Yesterday, I declared the UK-to-US SbaCL Word of the Year. You can read about it here

The US-to-UK one may be as controversial as it was the first time (a)round (in May). But here goes: 

2022's US-to-UK Word of the Year is: homer


Why? 
  • Because it is possibly the most talked-about Americanism in British social media this year.
  • Because if I chose the other finalist,* I'd get too many "that's not a word!" complaints.
  • Because it alludes a huge, wordy phenomenon of 2022.
That phenomenon is Wordle, the word game invented by a Welsh engineer in the US, an added transatlantic bonus. 

Homer was the Wordle solution on the 5th of May, setting off a lot of grumpiness on social media. The cartoonist Stephen Collins provides a good illustration of the depth of feeling on the matter on the part of many committed UK Wordlers:


Stephen Collins @stephen_collins · 31 May 2022 Wordle: still angry about ‘homer’. It’s been weeks now. Furious.
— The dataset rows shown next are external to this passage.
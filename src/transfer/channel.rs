//! File Channel Actor
//!
//! One actor per connection owns the transfer registry. Inbound requests,
//! status queries and reaper ticks all arrive through a single `select!`
//! loop, so a sweep can never interleave with a request and teardown never
//! races an in-flight tick.

use std::sync::Arc;

use tokio::sync::{mpsc, oneshot};
use tokio::task::JoinHandle;
use tokio::time::{interval_at, Instant, MissedTickBehavior};
use uuid::Uuid;

use super::handler::serve_chunk;
use super::registry::TransferRegistry;
use super::source::FileSource;
use super::types::{
    DrainReport, FileRequest, LogEvent, ServerMessage, TransferStatus, REAPER_PERIOD,
};

/// Capacity of the channel's event queue
const EVENT_BUFFER: usize = 64;

/// Error returned when the channel actor has already shut down
#[derive(Debug, Clone, Copy, PartialEq, Eq, thiserror::Error)]
#[error("File channel is closed")]
pub struct ChannelClosed;

enum ChannelEvent {
    Request(FileRequest),
    Inspect(oneshot::Sender<Vec<TransferStatus>>),
    Close,
}

// ============================================================================
// Handle
// ============================================================================

/// Handle to a running file channel
///
/// Dropping the handle deactivates the channel just like [`ChannelHandle::close`].
pub struct ChannelHandle {
    conn_id: Uuid,
    events: mpsc::Sender<ChannelEvent>,
    task: JoinHandle<DrainReport>,
}

impl ChannelHandle {
    /// Queue a chunk request; requests are served in submission order
    pub async fn request(&self, request: FileRequest) -> Result<(), ChannelClosed> {
        self.events
            .send(ChannelEvent::Request(request))
            .await
            .map_err(|_| ChannelClosed)
    }

    /// Status of every open transfer, taken after all queued requests
    pub async fn transfers(&self) -> Result<Vec<TransferStatus>, ChannelClosed> {
        let (tx, rx) = oneshot::channel();
        self.events
            .send(ChannelEvent::Inspect(tx))
            .await
            .map_err(|_| ChannelClosed)?;
        rx.await.map_err(|_| ChannelClosed)
    }

    /// Deactivate the channel and wait for every handle to be released
    pub async fn close(self) -> DrainReport {
        // The actor may already be gone; the join below still yields its report
        let _ = self.events.send(ChannelEvent::Close).await;
        drop(self.events);

        match self.task.await {
            Ok(report) => report,
            Err(e) => {
                tracing::error!(conn_id = %self.conn_id, error = %e, "File channel task failed");
                DrainReport::default()
            }
        }
    }
}

// ============================================================================
// Actor
// ============================================================================

/// Per-connection file serving actor
pub struct FileChannel<S: FileSource> {
    conn_id: Uuid,
    source: Arc<S>,
    registry: TransferRegistry<S::Handle>,
    outbound: mpsc::UnboundedSender<ServerMessage>,
}

impl<S: FileSource> FileChannel<S> {
    /// Activate a channel: spawn the actor and start its idle reaper
    ///
    /// Responses are queued on `outbound` without waiting, so a peer that
    /// stops reading never holds up the reaper.
    pub fn spawn(
        conn_id: Uuid,
        source: Arc<S>,
        outbound: mpsc::UnboundedSender<ServerMessage>,
    ) -> ChannelHandle {
        let (events_tx, events_rx) = mpsc::channel(EVENT_BUFFER);

        let actor = Self {
            conn_id,
            source,
            registry: TransferRegistry::new(),
            outbound,
        };

        let task = tokio::spawn(actor.run(events_rx));

        ChannelHandle {
            conn_id,
            events: events_tx,
            task,
        }
    }

    async fn run(mut self, mut events: mpsc::Receiver<ChannelEvent>) -> DrainReport {
        let mut reaper = interval_at(Instant::now() + REAPER_PERIOD, REAPER_PERIOD);
        reaper.set_missed_tick_behavior(MissedTickBehavior::Skip);

        tracing::debug!(conn_id = %self.conn_id, "File channel active");

        loop {
            tokio::select! {
                event = events.recv() => {
                    match event {
                        Some(ChannelEvent::Request(request)) => self.handle_request(request).await,
                        Some(ChannelEvent::Inspect(reply)) => {
                            let _ = reply.send(self.registry.snapshot(Instant::now()));
                        }
                        Some(ChannelEvent::Close) | None => break,
                    }
                }
                _ = reaper.tick() => {
                    self.registry.sweep_idle(Instant::now()).await;
                }
            }
        }

        // Stop the reaper before force-closing what is left
        drop(reaper);
        let report = self.registry.drain().await;

        tracing::debug!(
            conn_id = %self.conn_id,
            closed = report.closed,
            failed = report.failed,
            "File channel inactive"
        );

        report
    }

    async fn handle_request(&mut self, request: FileRequest) {
        let message = match serve_chunk(&mut self.registry, self.source.as_ref(), &request).await {
            Ok(served) => ServerMessage::from(served.chunk),
            Err(e) => {
                tracing::warn!(
                    conn_id = %self.conn_id,
                    key = %request.key(),
                    error = %e,
                    "File request failed"
                );
                ServerMessage::from(LogEvent::error(e.to_string()))
            }
        };

        if self.outbound.send(message).is_err() {
            tracing::debug!(conn_id = %self.conn_id, "Outbound closed, dropping response");
        }
    }
}

// ============================================================================
// Tests
// ============================================================================
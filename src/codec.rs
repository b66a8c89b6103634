//! Length-prefixed JSON framing
//!
//! Every frame is a 4-byte little-endian body length followed by one JSON
//! encoded message.

use std::marker::PhantomData;

use bytes::{Buf, BufMut, BytesMut};
use serde::de::DeserializeOwned;
use serde::Serialize;
use tokio_util::codec::{Decoder, Encoder};

use crate::error::ServerError;

/// Largest accepted frame body: 32MB
pub const MAX_FRAME_SIZE: usize = 32 * 1024 * 1024;

const LENGTH_PREFIX: usize = 4;

/// Decodes `D` frames and encodes `E` frames
#[derive(Debug)]
pub struct JsonFrameCodec<D, E> {
    _marker: PhantomData<fn(E) -> D>,
}

impl<D, E> JsonFrameCodec<D, E> {
    pub fn new() -> Self {
        Self {
            _marker: PhantomData,
        }
    }
}

impl<D, E> Default for JsonFrameCodec<D, E> {
    fn default() -> Self {
        Self::new()
    }
}

impl<D, E: Serialize> Encoder<E> for JsonFrameCodec<D, E> {
    type Error = ServerError;

    fn encode(&mut self, item: E, dst: &mut BytesMut) -> Result<(), Self::Error> {
        let body = serde_json::to_vec(&item)?;
        if body.len() > MAX_FRAME_SIZE {
            return Err(ServerError::FrameTooLarge {
                size: body.len(),
                max: MAX_FRAME_SIZE,
            });
        }

        dst.reserve(LENGTH_PREFIX + body.len());
        dst.put_u32_le(body.len() as u32);
        dst.put_slice(&body);
        Ok(())
    }
}

impl<D: DeserializeOwned, E> Decoder for JsonFrameCodec<D, E> {
    type Item = D;
    type Error = ServerError;

    fn decode(&mut self, src: &mut BytesMut) -> Result<Option<Self::Item>, Self::Error> {
        if src.len() < LENGTH_PREFIX {
            return Ok(None);
        }

        let mut len_bytes = [0u8; LENGTH_PREFIX];
        len_bytes.copy_from_slice(&src[..LENGTH_PREFIX]);
        let len = u32::from_le_bytes(len_bytes) as usize;

        if len > MAX_FRAME_SIZE {
            return Err(ServerError::FrameTooLarge {
                size: len,
                max: MAX_FRAME_SIZE,
            });
        }

        if src.len() < LENGTH_PREFIX + len {
            src.reserve(LENGTH_PREFIX + len - src.len());
            return Ok(None);
        }

        src.advance(LENGTH_PREFIX);
        let body = src.split_to(len);

        Ok(Some(serde_json::from_slice(&body)?))
    }
}

// ============================================================================
// Tests
// ============================================================================
//! File Sources
//!
//! Opens read handles for transfer keys. The registry owns every handle a
//! source hands out and is the only place that closes them.

use std::io::SeekFrom;
use std::path::{Component, Path, PathBuf};

use tokio::fs::File;
use tokio::io::{AsyncReadExt, AsyncSeekExt};

use super::types::{TransferError, TransferKey};

// ============================================================================
// Source Traits
// ============================================================================

/// An open, read-only handle to one file
#[async_trait::async_trait]
pub trait ReadHandle: Send + 'static {
    /// Read into `buf` starting at `offset`, stopping early only at end of file.
    ///
    /// Returns the number of bytes read.
    async fn read_at(&mut self, offset: u64, buf: &mut [u8]) -> std::io::Result<usize>;

    /// Current length of the underlying file
    async fn file_length(&mut self) -> std::io::Result<u64>;

    /// Release the handle
    async fn close(self) -> std::io::Result<()>;
}

/// Trait for backends that can open files by transfer key
#[async_trait::async_trait]
pub trait FileSource: Send + Sync + 'static {
    type Handle: ReadHandle;

    /// Open `key` for reading; the file must already exist
    async fn open(&self, key: &TransferKey) -> Result<Self::Handle, TransferError>;
}

// ============================================================================
// Local Filesystem Source
// ============================================================================

/// Opens files from the local filesystem, optionally confined to a root
#[derive(Debug, Clone, Default)]
pub struct LocalFileSource {
    root: Option<PathBuf>,
}

impl LocalFileSource {
    /// Use transfer keys as local paths verbatim
    pub fn new() -> Self {
        Self { root: None }
    }

    /// Resolve transfer keys beneath `root`
    pub fn with_root(root: impl Into<PathBuf>) -> Self {
        Self {
            root: Some(root.into()),
        }
    }

    fn resolve(&self, key: &TransferKey) -> Result<PathBuf, TransferError> {
        let Some(root) = &self.root else {
            return Ok(PathBuf::from(key.as_str()));
        };

        let relative = Path::new(key.as_str().trim_start_matches('/'));
        if relative
            .components()
            .any(|c| matches!(c, Component::ParentDir | Component::Prefix(_)))
        {
            return Err(TransferError::PathRejected(format!(
                "{} escapes the serving root",
                key
            )));
        }

        Ok(root.join(relative))
    }
}

#[async_trait::async_trait]
impl FileSource for LocalFileSource {
    type Handle = LocalReadHandle;

    async fn open(&self, key: &TransferKey) -> Result<LocalReadHandle, TransferError> {
        let path = self.resolve(key)?;
        let open_error = |source: std::io::Error| TransferError::Open {
            key: key.clone(),
            source,
        };

        let file = File::open(&path).await.map_err(open_error)?;
        let metadata = file.metadata().await.map_err(open_error)?;
        if !metadata.is_file() {
            return Err(open_error(std::io::Error::new(
                std::io::ErrorKind::InvalidInput,
                "not a regular file",
            )));
        }

        tracing::debug!(key = %key, path = %path.display(), "Opened file for reading");

        Ok(LocalReadHandle { file })
    }
}

/// Read handle backed by a tokio file
#[derive(Debug)]
pub struct LocalReadHandle {
    file: File,
}

#[async_trait::async_trait]
impl ReadHandle for LocalReadHandle {
    async fn read_at(&mut self, offset: u64, buf: &mut [u8]) -> std::io::Result<usize> {
        self.file.seek(SeekFrom::Start(offset)).await?;

        let mut filled = 0;
        while filled < buf.len() {
            let n = self.file.read(&mut buf[filled..]).await?;
            if n == 0 {
                break;
            }
            filled += n;
        }

        Ok(filled)
    }

    async fn file_length(&mut self) -> std::io::Result<u64> {
        Ok(self.file.metadata().await?.len())
    }

    async fn close(self) -> std::io::Result<()> {
        // Waits for any in-flight operation before the descriptor is dropped
        let file = self.file.into_std().await;
        drop(file);
        Ok(())
    }
}

// ============================================================================
// Tests
// ============================================================================
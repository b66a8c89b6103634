//! Transfer types for the file channel protocol

use std::fmt;
use std::time::Duration;

use serde::{Deserialize, Serialize};

// ============================================================================
// Constants
// ============================================================================

/// Chunk size used when a request carries the `-1` length sentinel: 8KB
pub const DEFAULT_CHUNK_SIZE: usize = 8192;

/// Length value meaning "use the default chunk size"
pub const DEFAULT_LENGTH_SENTINEL: i32 = -1;

/// Largest chunk a single request may ask for: 16MB
pub const MAX_CHUNK_SIZE: usize = 16 * 1024 * 1024;

/// Period of the idle reaper
pub const REAPER_PERIOD: Duration = Duration::from_millis(1000);

/// Inactivity after which an open transfer is evicted
pub const IDLE_TIMEOUT: Duration = Duration::from_millis(5000);

// ============================================================================
// Transfer Key
// ============================================================================

/// Identity of an in-flight transfer on a channel (`"{path}/{name}"`)
#[derive(Debug, Clone, PartialEq, Eq, Hash, PartialOrd, Ord)]
pub struct TransferKey(String);

impl TransferKey {
    pub fn new(file_path: &str, file_name: &str) -> Self {
        Self(format!("{}/{}", file_path, file_name))
    }

    pub fn as_str(&self) -> &str {
        &self.0
    }
}

impl fmt::Display for TransferKey {
    fn fmt(&self, f: &mut fmt::Formatter<'_>) -> fmt::Result {
        f.write_str(&self.0)
    }
}

// ============================================================================
// Request Types
// ============================================================================

/// Client request for one chunk of a file
#[derive(Debug, Clone, PartialEq, Eq, Serialize, Deserialize)]
#[serde(rename_all = "camelCase")]
pub struct FileRequest {
    /// Directory part of the file location
    pub file_path: String,

    /// File name within `file_path`
    pub file_name: String,

    /// Byte offset to read from
    pub offset: i64,

    /// Requested byte count, or `-1` for the default chunk size
    pub length: i32,
}

/// Validated byte range of a request
#[derive(Debug, Clone, Copy, PartialEq, Eq)]
pub struct ChunkRange {
    pub offset: u64,
    pub length: usize,
}

impl FileRequest {
    pub fn new(file_path: impl Into<String>, file_name: impl Into<String>, offset: i64, length: i32) -> Self {
        Self {
            file_path: file_path.into(),
            file_name: file_name.into(),
            offset,
            length,
        }
    }

    /// Transfer key this request belongs to
    pub fn key(&self) -> TransferKey {
        TransferKey::new(&self.file_path, &self.file_name)
    }

    /// Check the request and resolve the effective chunk range.
    ///
    /// The `-1` sentinel resolves to [`DEFAULT_CHUNK_SIZE`].
    pub fn chunk_range(&self) -> Result<ChunkRange, TransferError> {
        if self.file_name.is_empty() {
            return Err(TransferError::InvalidRequest("file name is empty".to_string()));
        }

        let offset = u64::try_from(self.offset).map_err(|_| {
            TransferError::InvalidRequest(format!("negative offset {}", self.offset))
        })?;

        let length = match self.length {
            DEFAULT_LENGTH_SENTINEL => DEFAULT_CHUNK_SIZE,
            len if len < 0 => {
                return Err(TransferError::InvalidRequest(format!("negative length {}", len)));
            }
            len => len as usize,
        };

        if length > MAX_CHUNK_SIZE {
            return Err(TransferError::InvalidRequest(format!(
                "chunk length {} exceeds maximum {}",
                length, MAX_CHUNK_SIZE
            )));
        }

        Ok(ChunkRange { offset, length })
    }
}

// ============================================================================
// Response Types
// ============================================================================

/// One chunk of file data sent back to the client
#[derive(Debug, Clone, PartialEq, Eq, Serialize, Deserialize)]
#[serde(rename_all = "camelCase")]
pub struct FileChunk {
    pub file_path: String,
    pub file_name: String,
    pub offset: i64,

    /// Effective requested length, always equal to `data.len()`
    pub length: i32,

    /// File length observed when this chunk was read
    pub total_file_length: i64,

    /// Bytes from `offset`, zero-filled past end of file
    #[serde(with = "base64_bytes")]
    pub data: Vec<u8>,
}

/// Severity of a [`LogEvent`]
#[derive(Debug, Clone, Copy, PartialEq, Eq, Serialize, Deserialize)]
#[serde(rename_all = "UPPERCASE")]
pub enum LogLevel {
    Info,
    Warn,
    Error,
}

/// Human-readable event sent to the client in place of a chunk
#[derive(Debug, Clone, PartialEq, Eq, Serialize, Deserialize)]
pub struct LogEvent {
    pub level: LogLevel,
    pub message: String,
}

impl LogEvent {
    pub fn error(message: impl Into<String>) -> Self {
        Self {
            level: LogLevel::Error,
            message: message.into(),
        }
    }
}

// ============================================================================
// Wire Envelopes
// ============================================================================

/// Messages a client sends to the server
#[derive(Debug, Clone, PartialEq, Eq, Serialize, Deserialize)]
#[serde(tag = "type", rename_all = "camelCase")]
pub enum ClientMessage {
    FileRequest(FileRequest),
}

/// Messages the server sends to a client
#[derive(Debug, Clone, PartialEq, Eq, Serialize, Deserialize)]
#[serde(tag = "type", rename_all = "camelCase")]
pub enum ServerMessage {
    FileChunk(FileChunk),
    LogEvent(LogEvent),
}

impl From<FileChunk> for ServerMessage {
    fn from(chunk: FileChunk) -> Self {
        Self::FileChunk(chunk)
    }
}

impl From<LogEvent> for ServerMessage {
    fn from(event: LogEvent) -> Self {
        Self::LogEvent(event)
    }
}

// ============================================================================
// Status Types
// ============================================================================

/// Point-in-time view of one registry entry
#[derive(Debug, Clone, PartialEq, Eq)]
pub struct TransferStatus {
    pub key: TransferKey,
    pub completed_bytes: u64,
    pub idle: Duration,
}

/// Outcome of closing a batch of entries (reaper sweep or channel teardown)
#[derive(Debug, Clone, Copy, Default, PartialEq, Eq)]
pub struct DrainReport {
    /// Entries removed from the registry
    pub closed: usize,

    /// Entries whose handle reported an error while closing
    pub failed: usize,
}

// ============================================================================
// Error Types
// ============================================================================

/// Per-request and per-entry transfer errors
#[derive(Debug, thiserror::Error)]
pub enum TransferError {
    #[error("Invalid file request: {0}")]
    InvalidRequest(String),

    #[error("Path rejected: {0}")]
    PathRejected(String),

    #[error("Failed to open {key}: {source}")]
    Open {
        key: TransferKey,
        source: std::io::Error,
    },

    #[error("Failed to read {key}: {source}")]
    Read {
        key: TransferKey,
        source: std::io::Error,
    },

    #[error("Failed to close {key}: {source}")]
    Close {
        key: TransferKey,
        source: std::io::Error,
    },
}

// ============================================================================
// Helpers
// ============================================================================

mod base64_bytes {
    use base64::{engine::general_purpose::STANDARD as BASE64, Engine};
    use serde::{Deserialize, Deserializer, Serializer};

    pub fn serialize<S: Serializer>(data: &[u8], serializer: S) -> Result<S::Ok, S::Error> {
        serializer.serialize_str(&BASE64.encode(data))
    }

    pub fn deserialize<'de, D: Deserializer<'de>>(deserializer: D) -> Result<Vec<u8>, D::Error> {
        let encoded = String::deserialize(deserializer)?;
        BASE64.decode(encoded).map_err(serde::de::Error::custom)
    }
}

// ============================================================================
// Tests
// ============================================================================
Stephen Collins @stephen_collins Will I ever play again? Can I forgive? Homer. Fuck no 11:24 pm · 31 May 2022


So, this isn't a Word of the Year because British people have taken on the word to refer to baseball home runs. There is very little need to talk about baseball in Britain. It's US-to-UK Word of the Year because it was an Americanism talking point in Britain, demonstrating how separate our vocabularies can be.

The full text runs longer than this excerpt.